Bienvenue à l'ère du Big Stupid en Amérique

le Capitole des États-Unis

Illustration photographique de Paul Sahre

Ici, aux États-Unis, nous faisons les choses en grand et de manière mortelle. L'industrie du tabac n'aurait pu naître que du sol de Caroline du Nord, des généreux programmes de soutien des prix du gouvernement américain et de la tendance autodestructrice des Américains. Le développement du réseau autoroutier inter-États dans les années 1950 a certainement aidé les trois grands constructeurs automobiles – GM, Ford et Chrysler, aujourd'hui Stellantis – et notre aversion pour le train à grande vitesse continue de jouer en leur faveur. D'importantes subventions gouvernementales ont permis à l'industrie pharmaceutique de devenir une industrie pesant des milliers de milliards de dollars, bien qu'elle n'ait pas été assez agile pour avoir choisi « Stellantis » comme nom d'un médicament contre les troubles de l'érection.

Mais nous vivons une période d'austérité dans le pays le plus riche que le monde ait jamais connu, et nous réduisons nos dépenses. Pas dans les contrats de défense ni dans les sorties de golf présidentielles, bien sûr ; elles sont vitales pour la sécurité nationale. Au lieu de cela, nous supprimons les études scientifiques, les bourses de recherche, les programmes d'aide financière universitaire, les soins de santé pour les plus démunis, l'aide étrangère, et bien plus encore. Dans le même temps, nous livrons nos institutions à des gens qui ne savent qu'en faire, à part les laisser mourir de faim. Et nous adoptons une position défensive face aux étudiants internationaux les plus brillants et les plus ambitieux du monde. Conséquence immédiate : la grandeur de l'Amérique est absente.

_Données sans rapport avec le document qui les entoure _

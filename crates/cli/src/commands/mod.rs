//! CLI Commands

pub mod config;
pub mod devices;
pub mod fleet;
pub mod onboard;
pub mod validate;
//! Core types for Meshboard

use chrono::{DateTime, Utc};
use serde::{Deserialize, Serialize};

/// Prefix every mesh ACL tag carries
pub const TAG_PREFIX: &str = "tag:";

/// Device family, which also selects the adapter used to configure it
#[derive(Debug, Clone, Copy, PartialEq, Eq, Hash, Serialize, Deserialize)]
pub enum DeviceKind {
    #[serde(rename = "cisco-switch")]
    CiscoSwitch,
    #[serde(rename = "paloalto-firewall")]
    PaloAltoFirewall,
    #[serde(rename = "pfsense-firewall")]
    PfSenseFirewall,
}

impl DeviceKind {
    pub const ALL: [DeviceKind; 3] = [
        DeviceKind::CiscoSwitch,
        DeviceKind::PaloAltoFirewall,
        DeviceKind::PfSenseFirewall,
    ];

    /// Tag identifying the device class in the mesh
    pub fn default_tag(&self) -> &'static str {
        match self {
            DeviceKind::CiscoSwitch => "tag:cisco-switch",
            DeviceKind::PaloAltoFirewall => "tag:paloalto-firewall",
            DeviceKind::PfSenseFirewall => "tag:pfsense-firewall",
        }
    }
}

impl std::fmt::Display for DeviceKind {
    fn fmt(&self, f: &mut std::fmt::Formatter<'_>) -> std::fmt::Result {
        match self {
            DeviceKind::CiscoSwitch => write!(f, "cisco-switch"),
            DeviceKind::PaloAltoFirewall => write!(f, "paloalto-firewall"),
            DeviceKind::PfSenseFirewall => write!(f, "pfsense-firewall"),
        }
    }
}

impl std::str::FromStr for DeviceKind {
    type Err = String;

    fn from_str(s: &str) -> Result<Self, Self::Err> {
        match s.to_lowercase().as_str() {
            "cisco-switch" | "cisco_switch" | "cisco" => Ok(DeviceKind::CiscoSwitch),
            "paloalto-firewall" | "paloalto_firewall" | "paloalto" | "palo-alto" => {
                Ok(DeviceKind::PaloAltoFirewall)
            }
            "pfsense-firewall" | "pfsense_firewall" | "pfsense" => Ok(DeviceKind::PfSenseFirewall),
            other => Err(format!(
                "unknown device kind '{}' (expected cisco-switch, paloalto-firewall or pfsense-firewall)",
                other
            )),
        }
    }
}

/// Device record held by the mesh coordination service
#[derive(Debug, Clone, PartialEq, Eq, Serialize, Deserialize)]
pub struct MeshDevice {
    /// Service-assigned identifier, when the service returns one
    #[serde(default, skip_serializing_if = "Option::is_none")]
    pub id: Option<String>,
    pub hostname: String,
    #[serde(default)]
    pub tags: Vec<String>,
    /// Service-assigned creation time
    pub created: DateTime<Utc>,
}

impl MeshDevice {
    /// True if every requested tag is already present on this record
    pub fn covers_tags(&self, tags: &[String]) -> bool {
        tags.iter().all(|t| self.tags.contains(t))
    }
}

/// Whether a registration created a record or found an existing one
#[derive(Debug, Clone, Copy, PartialEq, Eq, Serialize, Deserialize)]
#[serde(rename_all = "snake_case")]
pub enum RegistrationStatus {
    Created,
    AlreadyRegistered,
}

impl std::fmt::Display for RegistrationStatus {
    fn fmt(&self, f: &mut std::fmt::Formatter<'_>) -> std::fmt::Result {
        match self {
            RegistrationStatus::Created => write!(f, "created"),
            RegistrationStatus::AlreadyRegistered => write!(f, "already registered"),
        }
    }
}

/// Successful result of a registrar call
#[derive(Debug, Clone, PartialEq, Eq, Serialize, Deserialize)]
pub struct Registration {
    pub device: MeshDevice,
    pub status: RegistrationStatus,
}

/// Union a device-class default tag with caller-supplied tags.
///
/// The default tag always comes first; extra tags keep their order and
/// duplicates are dropped.
pub fn merge_tags(default_tag: &str, extra: &[String]) -> Vec<String> {
    let mut tags = Vec::with_capacity(extra.len() + 1);
    tags.push(default_tag.to_string());
    for tag in extra {
        if !tags.contains(tag) {
            tags.push(tag.clone());
        }
    }
    tags
}

#[cfg(test)]
mod tests {
    use super::*;

    #[test]
    fn test_default_tags() {
        assert_eq!(DeviceKind::CiscoSwitch.default_tag(), "tag:cisco-switch");
        assert_eq!(DeviceKind::PaloAltoFirewall.default_tag(), "tag:paloalto-firewall");
        assert_eq!(DeviceKind::PfSenseFirewall.default_tag(), "tag:pfsense-firewall");
    }

    #[test]
    fn test_kind_parse_and_display() {
        for kind in DeviceKind::ALL {
            assert_eq!(kind.to_string().parse::<DeviceKind>().unwrap(), kind);
        }
        assert_eq!("pfsense".parse::<DeviceKind>().unwrap(), DeviceKind::PfSenseFirewall);
        assert!("juniper".parse::<DeviceKind>().is_err());
    }

    #[test]
    fn test_kind_serde_matches_display() {
        for kind in DeviceKind::ALL {
            let json = serde_json::to_string(&kind).unwrap();
            assert_eq!(json, format!("\"{}\"", kind));
        }
    }

    #[test]
    fn test_merge_tags_union() {
        let extra = vec![
            "tag:site-a".to_string(),
            "tag:cisco-switch".to_string(),
            "tag:site-a".to_string(),
            "tag:core".to_string(),
        ];
        let tags = merge_tags("tag:cisco-switch", &extra);
        assert_eq!(tags, vec!["tag:cisco-switch", "tag:site-a", "tag:core"]);
    }

    #[test]
    fn test_merge_tags_empty_extra() {
        assert_eq!(merge_tags("tag:pfsense-firewall", &[]), vec!["tag:pfsense-firewall"]);
    }

    #[test]
    fn test_covers_tags() {
        let device = MeshDevice {
            id: None,
            hostname: "fw-01".into(),
            tags: vec!["tag:pfsense-firewall".into(), "tag:edge".into()],
            created: Utc::now(),
        };
        assert!(device.covers_tags(&["tag:edge".into()]));
        assert!(!device.covers_tags(&["tag:core".into()]));
    }
}
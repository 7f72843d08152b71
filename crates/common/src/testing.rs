//! In-memory doubles for adapters, shells and the mesh registrar

use crate::adapter::{CommandOutput, DeviceAdapter, ShellSession, ShellTransport};
use crate::credentials::Credential;
use crate::descriptor::DeviceDescriptor;
use crate::error::{ConfigError, RegistrationError};
use crate::registrar::MeshRegistrar;
use crate::types::{DeviceKind, MeshDevice, Registration, RegistrationStatus};
use async_trait::async_trait;
use chrono::Utc;
use std::collections::{HashMap, VecDeque};
use std::sync::atomic::{AtomicUsize, Ordering};
use std::sync::Arc;
use std::time::Duration;
use tokio::sync::Mutex;

/// Adapter that records calls and fails on demand
pub struct MockAdapter {
    kind: DeviceKind,
    failures: Mutex<VecDeque<ConfigError>>,
    always_fail: Option<ConfigError>,
    delay: Duration,
    calls: AtomicUsize,
    in_flight: AtomicUsize,
    max_in_flight: AtomicUsize,
    targets: Mutex<Vec<String>>,
}

impl MockAdapter {
    pub fn new(kind: DeviceKind) -> Self {
        Self {
            kind,
            failures: Mutex::new(VecDeque::new()),
            always_fail: None,
            delay: Duration::ZERO,
            calls: AtomicUsize::new(0),
            in_flight: AtomicUsize::new(0),
            max_in_flight: AtomicUsize::new(0),
            targets: Mutex::new(Vec::new()),
        }
    }

    /// Fail every call with `error`
    pub fn fail_with(mut self, error: ConfigError) -> Self {
        self.always_fail = Some(error);
        self
    }

    /// Fail the next call with `error`; queued failures are used in order
    pub fn fail_next(mut self, error: ConfigError) -> Self {
        self.failures.get_mut().push_back(error);
        self
    }

    /// Sleep this long inside every call
    pub fn with_delay(mut self, delay: Duration) -> Self {
        self.delay = delay;
        self
    }

    pub fn configure_calls(&self) -> usize {
        self.calls.load(Ordering::SeqCst)
    }

    /// Highest number of overlapping `configure` calls seen
    pub fn max_in_flight(&self) -> usize {
        self.max_in_flight.load(Ordering::SeqCst)
    }

    /// Targets in call order
    pub async fn targets(&self) -> Vec<String> {
        self.targets.lock().await.clone()
    }
}

#[async_trait]
impl DeviceAdapter for MockAdapter {
    fn kind(&self) -> DeviceKind {
        self.kind
    }

    async fn configure(&self, descriptor: &DeviceDescriptor, _credential: &Credential) -> Result<(), ConfigError> {
        self.calls.fetch_add(1, Ordering::SeqCst);
        let now = self.in_flight.fetch_add(1, Ordering::SeqCst) + 1;
        self.max_in_flight.fetch_max(now, Ordering::SeqCst);
        self.targets.lock().await.push(descriptor.target.clone());

        if !self.delay.is_zero() {
            tokio::time::sleep(self.delay).await;
        }

        let queued = self.failures.lock().await.pop_front();
        self.in_flight.fetch_sub(1, Ordering::SeqCst);

        match queued.or_else(|| self.always_fail.clone()) {
            Some(error) => Err(error),
            None => Ok(()),
        }
    }
}

/// In-memory registrar with the same idempotency rules as the HTTP one
#[derive(Default)]
pub struct MockRegistrar {
    devices: Mutex<HashMap<String, MeshDevice>>,
    failures: Mutex<VecDeque<RegistrationError>>,
    calls: AtomicUsize,
}

impl MockRegistrar {
    pub fn new() -> Self {
        Self::default()
    }

    /// Seed an existing record
    pub fn with_device(mut self, device: MeshDevice) -> Self {
        self.devices.get_mut().insert(device.hostname.clone(), device);
        self
    }

    /// Fail the next `register` call with `error`
    pub fn fail_next(mut self, error: RegistrationError) -> Self {
        self.failures.get_mut().push_back(error);
        self
    }

    pub fn register_calls(&self) -> usize {
        self.calls.load(Ordering::SeqCst)
    }

    pub async fn device_count(&self) -> usize {
        self.devices.lock().await.len()
    }
}

#[async_trait]
impl MeshRegistrar for MockRegistrar {
    async fn register(&self, hostname: &str, tags: &[String]) -> Result<Registration, RegistrationError> {
        self.calls.fetch_add(1, Ordering::SeqCst);
        if let Some(error) = self.failures.lock().await.pop_front() {
            return Err(error);
        }

        let mut devices = self.devices.lock().await;
        if let Some(existing) = devices.get(hostname) {
            if existing.covers_tags(tags) {
                return Ok(Registration {
                    device: existing.clone(),
                    status: RegistrationStatus::AlreadyRegistered,
                });
            }
            return Err(RegistrationError::AlreadyRegistered {
                hostname: hostname.to_string(),
                existing_tags: existing.tags.clone(),
            });
        }

        let device = MeshDevice {
            id: Some(format!("node-{}", devices.len() + 1)),
            hostname: hostname.to_string(),
            tags: tags.to_vec(),
            created: Utc::now(),
        };
        devices.insert(hostname.to_string(), device.clone());
        Ok(Registration {
            device,
            status: RegistrationStatus::Created,
        })
    }

    async fn lookup(&self, hostname: &str) -> Result<Option<MeshDevice>, RegistrationError> {
        Ok(self.devices.lock().await.get(hostname).cloned())
    }

    async fn list(&self) -> Result<Vec<MeshDevice>, RegistrationError> {
        let mut devices: Vec<MeshDevice> = self.devices.lock().await.values().cloned().collect();
        devices.sort_by(|a, b| a.hostname.cmp(&b.hostname));
        Ok(devices)
    }
}

/// Scripted answer to one command
#[derive(Debug, Clone)]
pub enum ScriptedReply {
    Output(CommandOutput),
    Error(ConfigError),
}

/// Shell transport that answers commands from a script. Commands without a
/// scripted reply succeed with empty output.
#[derive(Default)]
pub struct ScriptedShell {
    replies: Arc<HashMap<String, ScriptedReply>>,
    open_error: Option<ConfigError>,
    sent: Arc<Mutex<Vec<String>>>,
    last_login: Mutex<Option<String>>,
    opened: AtomicUsize,
    closed: Arc<AtomicUsize>,
}

impl ScriptedShell {
    pub fn new() -> Self {
        Self::default()
    }

    pub fn reply(mut self, command: impl Into<String>, reply: ScriptedReply) -> Self {
        Arc::make_mut(&mut self.replies).insert(command.into(), reply);
        self
    }

    /// Refuse to open sessions
    pub fn fail_open(mut self, error: ConfigError) -> Self {
        self.open_error = Some(error);
        self
    }

    /// Commands sent across all sessions, in order
    pub async fn sent(&self) -> Vec<String> {
        self.sent.lock().await.clone()
    }

    pub fn opened(&self) -> usize {
        self.opened.load(Ordering::SeqCst)
    }

    pub fn closed(&self) -> usize {
        self.closed.load(Ordering::SeqCst)
    }

    pub async fn last_login(&self) -> Option<String> {
        self.last_login.lock().await.clone()
    }
}

struct ScriptedSession {
    replies: Arc<HashMap<String, ScriptedReply>>,
    sent: Arc<Mutex<Vec<String>>>,
    closed: Arc<AtomicUsize>,
}

#[async_trait]
impl ShellTransport for ScriptedShell {
    async fn open(&self, _target: &str, username: &str, _password: &str) -> Result<Box<dyn ShellSession>, ConfigError> {
        if let Some(error) = &self.open_error {
            return Err(error.clone());
        }
        self.opened.fetch_add(1, Ordering::SeqCst);
        *self.last_login.lock().await = Some(username.to_string());
        Ok(Box::new(ScriptedSession {
            replies: self.replies.clone(),
            sent: self.sent.clone(),
            closed: self.closed.clone(),
        }))
    }
}

#[async_trait]
impl ShellSession for ScriptedSession {
    async fn run(&mut self, command: &str) -> Result<CommandOutput, ConfigError> {
        self.sent.lock().await.push(command.to_string());
        match self.replies.get(command) {
            Some(ScriptedReply::Output(output)) => Ok(output.clone()),
            Some(ScriptedReply::Error(error)) => Err(error.clone()),
            None => Ok(CommandOutput::default()),
        }
    }

    async fn close(self: Box<Self>) {
        self.closed.fetch_add(1, Ordering::SeqCst);
    }
}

Mais nous sommes encore assez intelligents pour savoir que la nature a horreur du vide, et quelque chose a déjà rempli le vide laissé par nos objectifs les plus nobles, nos normes les plus élevées et notre domination de longue date dans l’éducation et l’entrepreneuriat.

C'est vraiment stupide. Et ça va nous tuer.

Voici l'essentiel : Elon Musk et son ministère de l'Efficacité gouvernementale ont, selon leurs estimations, réduit les budgets fédéraux de 150 milliards de dollars. C'est bien moins que les 2 000 milliards de dollars initialement promis, mais c'est quand même beaucoup. (Et honnêtement, compte tenu des extravagances liées à la kétamine, 7,5 % de la promesse initiale semblent tout à fait corrects.) Une grande partie de ces coupes provient du secteur scientifique : programmes de recherche, subventions et bourses. Les essais de traitements contre le cancer et le sida ont été gelés, alors même que ces traitements semblent à portée de main.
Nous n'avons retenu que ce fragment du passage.